=== What you need to do ===
Check every line below for the string "TaskArgs", and copy the lines that contain it.
# # # #
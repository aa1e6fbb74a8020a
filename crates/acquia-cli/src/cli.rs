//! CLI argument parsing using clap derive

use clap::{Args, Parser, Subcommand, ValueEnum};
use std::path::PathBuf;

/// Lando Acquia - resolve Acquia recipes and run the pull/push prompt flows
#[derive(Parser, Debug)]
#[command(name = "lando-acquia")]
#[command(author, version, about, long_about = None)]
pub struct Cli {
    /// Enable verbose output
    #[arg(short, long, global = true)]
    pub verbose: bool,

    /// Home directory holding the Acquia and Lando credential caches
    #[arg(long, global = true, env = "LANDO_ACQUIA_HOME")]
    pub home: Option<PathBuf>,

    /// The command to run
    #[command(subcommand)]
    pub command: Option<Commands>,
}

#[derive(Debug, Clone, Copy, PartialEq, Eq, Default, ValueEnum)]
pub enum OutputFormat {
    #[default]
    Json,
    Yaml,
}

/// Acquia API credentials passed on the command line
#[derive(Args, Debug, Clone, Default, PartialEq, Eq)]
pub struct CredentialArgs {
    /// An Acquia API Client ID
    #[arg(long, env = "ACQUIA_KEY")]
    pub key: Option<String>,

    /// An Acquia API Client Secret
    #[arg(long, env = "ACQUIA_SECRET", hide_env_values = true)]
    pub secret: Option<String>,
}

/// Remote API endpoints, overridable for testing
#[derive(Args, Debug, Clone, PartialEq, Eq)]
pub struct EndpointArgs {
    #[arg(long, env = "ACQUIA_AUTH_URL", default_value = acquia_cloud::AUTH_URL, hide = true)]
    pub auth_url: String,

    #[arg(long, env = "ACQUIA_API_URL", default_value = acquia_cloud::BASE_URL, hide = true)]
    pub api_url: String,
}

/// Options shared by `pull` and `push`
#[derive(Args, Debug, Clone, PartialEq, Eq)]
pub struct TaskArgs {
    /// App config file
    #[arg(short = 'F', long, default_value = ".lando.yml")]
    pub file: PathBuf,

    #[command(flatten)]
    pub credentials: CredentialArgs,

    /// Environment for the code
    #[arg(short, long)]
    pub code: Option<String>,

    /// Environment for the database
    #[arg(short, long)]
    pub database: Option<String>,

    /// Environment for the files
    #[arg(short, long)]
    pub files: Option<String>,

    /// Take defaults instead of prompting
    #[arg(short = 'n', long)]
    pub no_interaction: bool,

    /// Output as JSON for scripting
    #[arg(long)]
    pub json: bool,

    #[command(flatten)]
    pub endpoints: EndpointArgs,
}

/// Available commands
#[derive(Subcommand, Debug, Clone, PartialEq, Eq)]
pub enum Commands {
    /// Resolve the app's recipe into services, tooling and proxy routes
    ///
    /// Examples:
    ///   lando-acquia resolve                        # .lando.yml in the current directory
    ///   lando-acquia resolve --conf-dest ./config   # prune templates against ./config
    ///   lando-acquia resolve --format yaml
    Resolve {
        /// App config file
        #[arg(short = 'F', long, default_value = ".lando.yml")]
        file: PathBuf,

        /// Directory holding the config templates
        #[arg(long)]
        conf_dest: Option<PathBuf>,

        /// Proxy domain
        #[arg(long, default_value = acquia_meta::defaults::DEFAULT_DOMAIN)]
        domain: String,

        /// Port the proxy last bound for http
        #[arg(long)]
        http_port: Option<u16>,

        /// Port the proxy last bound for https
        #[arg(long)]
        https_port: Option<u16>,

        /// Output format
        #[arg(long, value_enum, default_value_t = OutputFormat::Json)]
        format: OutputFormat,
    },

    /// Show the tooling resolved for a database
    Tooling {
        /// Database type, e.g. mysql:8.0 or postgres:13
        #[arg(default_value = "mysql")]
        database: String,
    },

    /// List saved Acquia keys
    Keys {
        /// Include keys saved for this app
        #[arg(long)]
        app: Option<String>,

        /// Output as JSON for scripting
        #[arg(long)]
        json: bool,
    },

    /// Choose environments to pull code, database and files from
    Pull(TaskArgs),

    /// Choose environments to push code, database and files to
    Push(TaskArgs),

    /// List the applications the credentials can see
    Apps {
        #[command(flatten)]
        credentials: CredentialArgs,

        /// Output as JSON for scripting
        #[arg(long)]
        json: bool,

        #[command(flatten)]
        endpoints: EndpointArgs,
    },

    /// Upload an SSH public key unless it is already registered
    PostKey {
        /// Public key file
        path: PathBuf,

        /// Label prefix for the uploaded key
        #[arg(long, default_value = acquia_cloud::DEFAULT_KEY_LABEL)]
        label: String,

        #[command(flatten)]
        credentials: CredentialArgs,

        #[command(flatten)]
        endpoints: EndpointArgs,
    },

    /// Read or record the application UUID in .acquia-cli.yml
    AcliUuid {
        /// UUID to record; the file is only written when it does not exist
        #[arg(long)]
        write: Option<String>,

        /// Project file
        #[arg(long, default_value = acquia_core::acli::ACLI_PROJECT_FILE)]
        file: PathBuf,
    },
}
# # # #
=== Exercise response ===
pub struct TaskArgs {
    Pull(TaskArgs),
    Push(TaskArgs),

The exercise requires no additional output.